EXERCISE BRIEF: Search the entries for the word "impl". Copy every line that holds it.
------------------------------------------------------------------------
use crate::assets::{AssetStore, ImageKitStore, LocalAssetStore};
use anyhow::Result;
use serde::Deserialize;
use std::path::PathBuf;
use std::sync::Arc;

/// Catalog server settings
#[derive(Debug, Clone, Deserialize)]
pub struct ServerConfig {
    /// Address to bind to
    #[serde(default = "default_bind")]
    pub bind: String,

    /// Path to SQLite database file
    #[serde(default = "default_database_path")]
    pub database_path: PathBuf,

    /// Largest accepted ingestion request body
    #[serde(default = "default_max_upload_mb")]
    pub max_upload_mb: usize,

    #[serde(default)]
    pub assets: AssetConfig,
}

impl ServerConfig {
    pub fn max_upload_bytes(&self) -> usize {
        self.max_upload_mb * 1024 * 1024
    }
}

impl Default for ServerConfig {
    fn default() -> Self {
        Self {
            bind: default_bind(),
            database_path: default_database_path(),
            max_upload_mb: default_max_upload_mb(),
            assets: AssetConfig::default(),
        }
    }
}

/// Where uploaded audio and cover files go
#[derive(Debug, Clone, Deserialize)]
#[serde(tag = "kind", rename_all = "lowercase")]
pub enum AssetConfig {
    /// Local directory served under `/assets`
    Local {
        #[serde(default = "default_asset_directory")]
        directory: PathBuf,
        #[serde(default = "default_public_base_url")]
        public_base_url: String,
    },
    /// ImageKit-compatible upload host
    Imagekit {
        #[serde(default = "default_imagekit_upload_url")]
        upload_url: String,
        private_key: String,
    },
}

impl Default for AssetConfig {
    fn default() -> Self {
        AssetConfig::Local {
            directory: default_asset_directory(),
            public_base_url: default_public_base_url(),
        }
    }
}

impl AssetConfig {
    /// Build the configured store
    pub fn build(&self) -> Result<Arc<dyn AssetStore>> {
        let store: Arc<dyn AssetStore> = match self {
            AssetConfig::Local {
                directory,
                public_base_url,
            } => Arc::new(LocalAssetStore::new(directory.clone(), public_base_url.clone())),
            AssetConfig::Imagekit {
                upload_url,
                private_key,
            } => Arc::new(ImageKitStore::new(upload_url.clone(), private_key.clone())?),
        };
        Ok(store)
    }

    /// Directory the server should expose under `/assets`, if any
    pub fn served_directory(&self) -> Option<PathBuf> {
        match self {
            AssetConfig::Local { directory, .. } => Some(directory.clone()),
            AssetConfig::Imagekit { .. } => None,
        }
    }
}

fn default_bind() -> String {
    "0.0.0.0:3000".to_string()
}

fn default_database_path() -> PathBuf {
    PathBuf::from("moodplay.db")
}

fn default_max_upload_mb() -> usize {
    50
}

fn default_asset_directory() -> PathBuf {
    PathBuf::from("assets")
}

fn default_public_base_url() -> String {
    "http://127.0.0.1:3000/assets".to_string()
}

fn default_imagekit_upload_url() -> String {
    "https://upload.imagekit.io/api/v1/files/upload".to_string()
}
------------------------------------------------------------------------
SOLVED PROBLEM:
impl ServerConfig {
impl Default for ServerConfig {
impl Default for AssetConfig {
impl AssetConfig {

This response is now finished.